7. In the present case, the ERP implementation service is definitely for use in furtherance of business and commerce and the service under dispute is for the implementation. So, implementation of the ERP services is specifically covered under the information technology service, which was effective only from 16-5-2008. Under these circumstances, it cannot be liable to Service Tax for a period prior to that. In the present case, the entire period is prior to 16-5-2008. The appellants have clearly shown that prior to 16-5-2008, even the services rendered by the appellant were excluded from the scope of consulting engineer‟s service and also the judicial pronouncements made it clear that they would not be covered under the management consultancy services.
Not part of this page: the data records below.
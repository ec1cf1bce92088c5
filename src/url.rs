use std::collections::BTreeMap;
use std::fmt;
use std::net::ToSocketAddrs;

use crate::error::{EthicrawlError, Result};

/// Schemes this crate is willing to hold an opinion about: exactly `file`,
/// `http`, and `https`. Anything else is rejected at construction time.
#[derive(Debug, Clone, Copy, PartialEq, Eq, PartialOrd, Ord, Hash)]
pub enum Scheme {
    Http,
    Https,
    File,
}

impl Scheme {
    fn parse(s: &str) -> Option<Self> {
        match s {
            "http" => Some(Scheme::Http),
            "https" => Some(Scheme::Https),
            "file" => Some(Scheme::File),
            _ => None,
        }
    }

    fn as_str(self) -> &'static str {
        match self {
            Scheme::Http => "http",
            Scheme::Https => "https",
            Scheme::File => "file",
        }
    }
}

impl fmt::Display for Scheme {
    fn fmt(&self, f: &mut fmt::Formatter<'_>) -> fmt::Result {
        f.write_str(self.as_str())
    }
}

/// A parsed, validated URL restricted to the `http`, `https`, and `file`
/// schemes.
///
/// Structural correctness (non-empty authority for http(s), non-empty path
/// for file) is enforced once here, at construction, so every downstream
/// component can treat a `Url` as trusted input.
#[derive(Debug, Clone)]
pub struct Url {
    inner: url::Url,
    scheme: Scheme,
}

impl Url {
    /// Parse `s` into a `Url`, rejecting unsupported schemes.
    ///
    /// When `validate` is set, the hostname of an http(s) URL is resolved
    /// via DNS; failure to resolve is surfaced as
    /// [`EthicrawlError::UnresolvableHost`].
    pub fn parse(s: &str, validate: bool) -> Result<Self> {
        let inner = url::Url::parse(s).map_err(|e| EthicrawlError::InvalidUrl(format!("{s}: {e}")))?;
        let scheme = Scheme::parse(inner.scheme())
            .ok_or_else(|| EthicrawlError::InvalidUrl(format!("unsupported scheme: {}", inner.scheme())))?;

        match scheme {
            Scheme::Http | Scheme::Https => {
                if inner.host_str().unwrap_or("").is_empty() {
                    return Err(EthicrawlError::InvalidUrl(format!(
                        "missing authority: {s}"
                    )));
                }
            }
            Scheme::File => {
                if inner.path().is_empty() {
                    return Err(EthicrawlError::InvalidUrl(format!("missing path: {s}")));
                }
            }
        }

        let url = Url { inner, scheme };

        if validate && matches!(scheme, Scheme::Http | Scheme::Https) {
            url.resolve_host()?;
        }

        Ok(url)
    }

    fn resolve_host(&self) -> Result<()> {
        let authority = self.authority()?;
        // `ToSocketAddrs` requires a port; http(s) defaults cover the common case.
        let lookup = if self.inner.port().is_some() {
            authority.to_string()
        } else {
            format!("{authority}:80")
        };
        lookup
            .to_socket_addrs()
            .map_err(|_| EthicrawlError::UnresolvableHost(authority.to_string()))?
            .next()
            .ok_or_else(|| EthicrawlError::UnresolvableHost(authority.to_string()))?;
        Ok(())
    }

    /// `scheme://authority` for http(s); the literal string `"file://"` for
    /// file URLs.
    pub fn base(&self) -> String {
        match self.scheme {
            Scheme::File => "file://".to_string(),
            Scheme::Http | Scheme::Https => {
                format!("{}://{}", self.scheme, self.authority().unwrap())
            }
        }
    }

    pub fn scheme(&self) -> Scheme {
        self.scheme
    }

    /// `host[:port]`. Fails with [`EthicrawlError::InvalidOperation`] on a
    /// `file` URL, matching the source's `@http_only` decorator.
    pub fn authority(&self) -> Result<String> {
        self.require_http("authority")?;
        let host = self.inner.host_str().unwrap_or_default();
        Ok(match self.inner.port() {
            Some(port) => format!("{host}:{port}"),
            None => host.to_string(),
        })
    }

    pub fn path(&self) -> &str {
        self.inner.path()
    }

    /// Ordered query key→value pairs. http(s) only.
    pub fn query(&self) -> Result<Vec<(String, String)>> {
        self.require_http("query")?;
        Ok(self
            .inner
            .query_pairs()
            .map(|(k, v)| (k.into_owned(), v.into_owned()))
            .collect())
    }

    /// Fragment text, if any. http(s) only.
    pub fn fragment(&self) -> Result<Option<String>> {
        self.require_http("fragment")?;
        Ok(self.inner.fragment().map(|s| s.to_string()))
    }

    fn require_http(&self, what: &str) -> Result<()> {
        match self.scheme {
            Scheme::Http | Scheme::Https => Ok(()),
            Scheme::File => Err(EthicrawlError::InvalidOperation(format!(
                "{what} is not available on file:// URLs"
            ))),
        }
    }

    /// Join a path segment onto this URL.
    ///
    /// A leading `/` on `segment` replaces a trailing `/` on the existing
    /// path (absolute join); otherwise a separator is inserted if missing.
    pub fn extend_path(&self, segment: &str) -> Result<Self> {
        match self.scheme {
            Scheme::File => {
                let joined = if let Some(stripped) = segment.strip_prefix('/') {
                    format!("/{stripped}")
                } else {
                    let mut current = self.path().to_string();
                    if !current.is_empty() && !current.ends_with('/') {
                        current.push('/');
                    }
                    format!("{current}{segment}")
                };
                Url::parse(&format!("file://{joined}"), false)
            }
            Scheme::Http | Scheme::Https => {
                let authority = self.authority()?;
                let joined = if let Some(stripped) = segment.strip_prefix('/') {
                    format!("/{stripped}")
                } else {
                    let mut current = self.path().to_string();
                    if !current.is_empty() && !current.ends_with('/') {
                        current.push('/');
                    }
                    format!("{current}{segment}")
                };
                Url::parse(&format!("{}://{authority}{joined}", self.scheme), false)
            }
        }
    }

    /// Merge `params` into the query string. Fails with
    /// [`EthicrawlError::InvalidOperation`] on a `file` URL.
    pub fn extend_query(&self, params: &[(&str, &str)]) -> Result<Self> {
        self.require_http("query")?;
        let mut merged: BTreeMap<String, String> = self
            .query()?
            .into_iter()
            .collect();
        for (k, v) in params {
            merged.insert((*k).to_string(), (*v).to_string());
        }

        let mut inner = self.inner.clone();
        {
            let mut pairs = inner.query_pairs_mut();
            pairs.clear();
            for (k, v) in &merged {
                pairs.append_pair(k, v);
            }
        }
        Ok(Url {
            inner,
            scheme: self.scheme,
        })
    }

    /// Merge a single key/value pair into the query string.
    pub fn extend_query_kv(&self, key: &str, value: &str) -> Result<Self> {
        self.extend_query(&[(key, value)])
    }
}

impl fmt::Display for Url {
    fn fmt(&self, f: &mut fmt::Formatter<'_>) -> fmt::Result {
        f.write_str(self.inner.as_str())
    }
}

impl PartialEq for Url {
    fn eq(&self, other: &Self) -> bool {
        self.inner.as_str() == other.inner.as_str()
    }
}
impl Eq for Url {}

impl std::hash::Hash for Url {
    fn hash<H: std::hash::Hasher>(&self, state: &mut H) {
        self.inner.as_str().hash(state);
    }
}

impl std::str::FromStr for Url {
    type Err = EthicrawlError;
    fn from_str(s: &str) -> Result<Self> {
        Url::parse(s, false)
    }
}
In view of these, there is no merit in the demands confirming the Service Tax of the services under the category of management consultancy services for the period prior to 16-5-2008. It should be borne in mind that the appellants have already been paying the Service Tax for ERP Planning and advice under the category of management consultancy service. Hence, the impugned orders have not merit. We set aside the same and allow the appeals with consequential relief.”
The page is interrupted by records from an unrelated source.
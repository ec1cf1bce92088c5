//! Typed sitemap entries: `IndexEntry` and `UrlsetEntry`, plus the W3C
//! datetime shapes and `changefreq`/`priority` ranges they validate against.

use lazy_static::lazy_static;
use regex::Regex;

use crate::error::{EthicrawlError, Result};
use crate::url::Url;

lazy_static! {
    // date-only | seconds-precision (+/- Z) | numeric offset | microseconds
    static ref W3C_DATETIME: Regex = Regex::new(
        r"^\d{4}-\d{2}-\d{2}(T\d{2}:\d{2}:\d{2}(\.\d+)?(Z|[+-]\d{2}:\d{2})?)?$"
    )
    .unwrap();
}

fn validate_lastmod(lastmod: Option<String>) -> Result<Option<String>> {
    match lastmod {
        None => Ok(None),
        Some(s) if W3C_DATETIME.is_match(&s) => Ok(Some(s)),
        Some(s) => Err(EthicrawlError::InvalidSitemap(format!(
            "lastmod is not a valid W3C datetime: {s}"
        ))),
    }
}

/// An entry in a `<sitemapindex>` document: one child `<sitemap>`.
#[derive(Debug, Clone)]
pub struct IndexEntry {
    pub url: Url,
    pub lastmod: Option<String>,
}

impl IndexEntry {
    pub fn new(url: Url, lastmod: Option<String>) -> Self {
        IndexEntry { url, lastmod }
    }

    pub(crate) fn parse(url: Url, lastmod: Option<String>) -> Result<Self> {
        Ok(IndexEntry {
            url,
            lastmod: validate_lastmod(lastmod)?,
        })
    }
}

/// How often a page is expected to change, per the sitemaps.org schema.
#[derive(Debug, Clone, Copy, PartialEq, Eq)]
pub enum ChangeFreq {
    Always,
    Hourly,
    Daily,
    Weekly,
    Monthly,
    Yearly,
    Never,
}

impl std::str::FromStr for ChangeFreq {
    type Err = EthicrawlError;

    fn from_str(s: &str) -> Result<Self> {
        match s.to_ascii_lowercase().as_str() {
            "always" => Ok(ChangeFreq::Always),
            "hourly" => Ok(ChangeFreq::Hourly),
            "daily" => Ok(ChangeFreq::Daily),
            "weekly" => Ok(ChangeFreq::Weekly),
            "monthly" => Ok(ChangeFreq::Monthly),
            "yearly" => Ok(ChangeFreq::Yearly),
            "never" => Ok(ChangeFreq::Never),
            other => Err(EthicrawlError::InvalidSitemap(format!(
                "unrecognized changefreq: {other}"
            ))),
        }
    }
}

/// An entry in a `<urlset>` document: one child `<url>`.
#[derive(Debug, Clone)]
pub struct UrlsetEntry {
    pub url: Url,
    pub lastmod: Option<String>,
    pub changefreq: Option<ChangeFreq>,
    pub priority: Option<f64>,
}

impl UrlsetEntry {
    pub(crate) fn parse(
        url: Url,
        lastmod: Option<String>,
        changefreq: Option<String>,
        priority: Option<String>,
    ) -> Result<Self> {
        let changefreq = changefreq.map(|s| s.parse()).transpose()?;
        let priority = priority
            .map(|s| {
                s.parse::<f64>()
                    .map_err(|_| EthicrawlError::InvalidSitemap(format!("priority is not a number: {s}")))
            })
            .transpose()?;
        if let Some(p) = priority {
            if !(0.0..=1.0).contains(&p) {
                return Err(EthicrawlError::InvalidSitemap(format!(
                    "priority out of range [0.0, 1.0]: {p}"
                )));
            }
        }
        Ok(UrlsetEntry {
            url,
            lastmod: validate_lastmod(lastmod)?,
            changefreq,
            priority,
        })
    }
}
From the above decision it can be seen that the service of ERP system implementation in the above cited decision and that of appellant case are absolutely identical. Accordingly, the service tax demand under the head of “management or business consultant service” for the period prior to 16.05.2008 is not sustainable. We further find that as of now it is settled legal position in the various decision cited by the appellant that if any new entry of service is introduced from a particular day the same cannot be taxed under some different existing entry prior to the enactment of new service entry for the reason that the introduction of the new service itself shows that since the same was not taxable under the existing entry prior to its introduction the same was not taxable prior to its introduction, for this reason also the revenue itself admitted that very same service of ERP implementation is classifiable under “Information Technology Software Service” w.e.f 16.05.2008 and the same was not taxable prior to this date under management or business consultant service, for this reason also the demand for the period prior to 16.05.2008 is not maintainable.
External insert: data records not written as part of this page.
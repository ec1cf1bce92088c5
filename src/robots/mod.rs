//! `RobotsPolicy`: parses `robots.txt` and answers "may user-agent U fetch
//! URL X?", using standard group-selection and longest-match rules,
//! evaluated fresh against an arbitrary user-agent at query time rather
//! than being compiled for one fixed agent up front.

mod parser;

use regex::Regex;

use crate::error::{EthicrawlError, Result};
use crate::logger::Logger;
use crate::resource::Response;
use crate::sitemap::IndexEntry;
use crate::url::Url;

use parser::{compile_rule, robots_txt_parse, Line};

#[derive(Clone)]
enum OwnedLine {
    UserAgent(Vec<u8>),
    Allow(Vec<u8>),
    Disallow(Vec<u8>),
    CrawlDelay(Option<u32>),
}

/// A parsed, immutable `robots.txt` policy for one origin.
pub struct RobotsPolicy {
    origin_base: Url,
    lines: Vec<OwnedLine>,
    declared_sitemaps: Vec<IndexEntry>,
    crawl_delay: Option<u32>,
    logger: Logger,
}

impl RobotsPolicy {
    /// Build the policy from the HTTP response to `GET {origin.base}/robots.txt`.
    ///
    /// - 200: parse the body.
    /// - 404: fail open (empty policy, allow all).
    /// - anything else: fail closed (`User-agent: *\nDisallow: /`).
    pub fn from_response(origin_base: Url, response: Option<&Response>, logger: Logger) -> Result<Self> {
        match response {
            Some(r) if r.status == 200 => {
                logger.info(format!("robots.txt for {origin_base}: 200, using declared rules"));
                Self::from_bytes(origin_base, r.content.as_slice(), logger)
            }
            Some(r) if r.status == 404 => {
                logger.info(format!("robots.txt for {origin_base}: 404, allowing all"));
                Self::from_bytes(origin_base, b"", logger)
            }
            Some(r) => {
                logger.warn(format!(
                    "robots.txt for {origin_base}: {}, denying all",
                    r.status
                ));
                Self::from_bytes(origin_base, b"User-agent: *\nDisallow: /", logger)
            }
            None => {
                logger.warn(format!("robots.txt for {origin_base}: transport error, denying all"));
                Self::from_bytes(origin_base, b"User-agent: *\nDisallow: /", logger)
            }
        }
    }

    pub fn from_bytes(origin_base: Url, body: &[u8], logger: Logger) -> Result<Self> {
        let body: Vec<u8> = body.iter().map(|&b| if b == 0 { b'\n' } else { b }).collect();
        let (_, raw_lines) = robots_txt_parse(&body)
            .map_err(|e| EthicrawlError::InvalidRobots(e.to_string()))?;

        let mut declared_sitemaps = Vec::new();
        let mut lines = Vec::new();
        for line in &raw_lines {
            match line {
                Line::Sitemap(url) => {
                    if let Ok(s) = std::str::from_utf8(url) {
                        if let Ok(parsed) = Url::parse(s, false) {
                            declared_sitemaps.push(IndexEntry::new(parsed, None));
                        }
                    }
                }
                Line::UserAgent(ua) => lines.push(OwnedLine::UserAgent(ua.to_vec())),
                Line::Allow(a) => lines.push(OwnedLine::Allow(a.to_vec())),
                Line::Disallow(a) => lines.push(OwnedLine::Disallow(a.to_vec())),
                Line::CrawlDelay(d) => lines.push(OwnedLine::CrawlDelay(*d)),
                Line::Raw(_) => {}
            }
        }

        let crawl_delay = Self::select_group("*", &lines).1;

        Ok(RobotsPolicy {
            origin_base,
            lines,
            declared_sitemaps,
            crawl_delay,
            logger,
        })
    }

    pub fn origin_base(&self) -> &Url {
        &self.origin_base
    }

    /// `Sitemap:` directives declared in `robots.txt`, in document order
    /// (may contain duplicates).
    pub fn declared_sitemaps(&self) -> &[IndexEntry] {
        &self.declared_sitemaps
    }

    /// The `Crawl-Delay` directive applicable to `*`, if any. Informational
    /// only: the core's `RateLimiter` is authoritative over pacing.
    pub fn crawl_delay(&self) -> Option<u32> {
        self.crawl_delay
    }

    /// Select the lines applicable to `agent`, and that group's
    /// `Crawl-Delay`: case-insensitive match on the agent token, falling
    /// back to `*` when the agent isn't explicitly referenced.
    fn select_group(agent: &str, lines: &[OwnedLine]) -> (Vec<OwnedLine>, Option<u32>) {
        let mut agent = agent.to_lowercase();

        let references_agent = lines.iter().any(|l| match l {
            OwnedLine::UserAgent(ua) => agent.as_bytes() == ua.to_ascii_lowercase(),
            _ => false,
        });
        if !references_agent {
            agent = "*".to_string();
        }

        let mut capturing = lines.iter().all(|l| !matches!(l, OwnedLine::UserAgent(_)));
        let mut subset = Vec::new();
        let mut idx = 0usize;
        while idx < lines.len() {
            let mut line = &lines[idx];
            if matches!(line, OwnedLine::UserAgent(_)) {
                capturing = false;
            }
            while idx < lines.len() && matches!(line, OwnedLine::UserAgent(_)) {
                if let OwnedLine::UserAgent(ua) = line {
                    if agent.as_bytes() == ua.to_ascii_lowercase() {
                        capturing = true;
                    }
                }
                idx += 1;
                if idx == lines.len() {
                    break;
                }
                line = &lines[idx];
            }
            if capturing {
                subset.push(line.clone());
            }
            idx += 1;
        }

        let mut delay = subset.iter().find_map(|l| match l {
            OwnedLine::CrawlDelay(Some(d)) => Some(*d),
            _ => None,
        });
        if delay.is_none() {
            for line in lines {
                if let OwnedLine::CrawlDelay(Some(d)) = line {
                    delay = Some(*d);
                }
                if matches!(line, OwnedLine::UserAgent(_)) {
                    break;
                }
            }
        }

        (subset, delay)
    }

    fn compiled_rules(subset: &[OwnedLine]) -> Vec<(isize, bool, Regex)> {
        let mut rules = Vec::new();
        for line in subset {
            let (is_allowed, pattern) = match line {
                OwnedLine::Allow(p) => (true, p),
                OwnedLine::Disallow(p) => (false, p),
                _ => continue,
            };
            let Ok(pattern_str) = std::str::from_utf8(pattern) else {
                continue;
            };
            if let Ok(regex) = compile_rule(pattern_str) {
                rules.push((pattern.len() as isize, is_allowed, regex));
            }
        }
        rules
    }

    fn path_and_query(url: &Url) -> String {
        if let Ok(query) = url.query() {
            if query.is_empty() {
                url.path().to_string()
            } else {
                let qs: Vec<String> = query.iter().map(|(k, v)| format!("{k}={v}")).collect();
                format!("{}?{}", url.path(), qs.join("&"))
            }
        } else {
            url.path().to_string()
        }
    }

    /// Answer whether `effective_user_agent` may fetch `url`.
    ///
    /// Returns `Ok(())` on allow, [`EthicrawlError::Disallowed`] on deny —
    /// a caller cannot silently ignore a denial the way a boolean return
    /// would let them.
    pub fn can_fetch(&self, url: &Url, effective_user_agent: &str) -> Result<()> {
        let path = Self::path_and_query(url);
        if path == "/robots.txt" {
            return Ok(());
        }

        let (subset, _) = Self::select_group(effective_user_agent, &self.lines);
        let rules = Self::compiled_rules(&subset);

        let mut matches: Vec<&(isize, bool, Regex)> =
            rules.iter().filter(|(_, _, re)| re.is_match(&path)).collect();
        matches.sort_by_key(|(len, allowed, _)| (-len, !allowed));

        let allowed = matches.first().map(|(_, a, _)| *a).unwrap_or(true);

        if allowed {
            self.logger.debug(format!("permission check for {url}: allowed"));
            Ok(())
        } else {
            self.logger.warn(format!("permission check for {url}: denied"));
            Err(EthicrawlError::Disallowed {
                url: url.clone(),
                user_agent: effective_user_agent.to_string(),
            })
        }
    }
}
4.1 As regard the service tax liability for the period from 16.05.2008, the same has been discharged by the appellant along with interest. Hence, the same is maintained. Since the issue involved is of pure interpretational nature no mala-fide can be attributed to the appellant for non-payment or short payment of service tax, moreover, there is force in argument of the learned counsel that since the appellant was entitled for cenvat credit of the service tax demanded, entire issue is revenue neutral. Considering this undisputed fact and overall facts and circumstance of the case we are of the view that the appellant has made out a strong case for wavier of penalties invoking Section 80 of the Finance Act, 1994. Accordingly, we set aside the penalties imposed in the impugned order.

5. As per above discussion and finding impugned order is modified to the above extent. Appeal is allowed in above terms.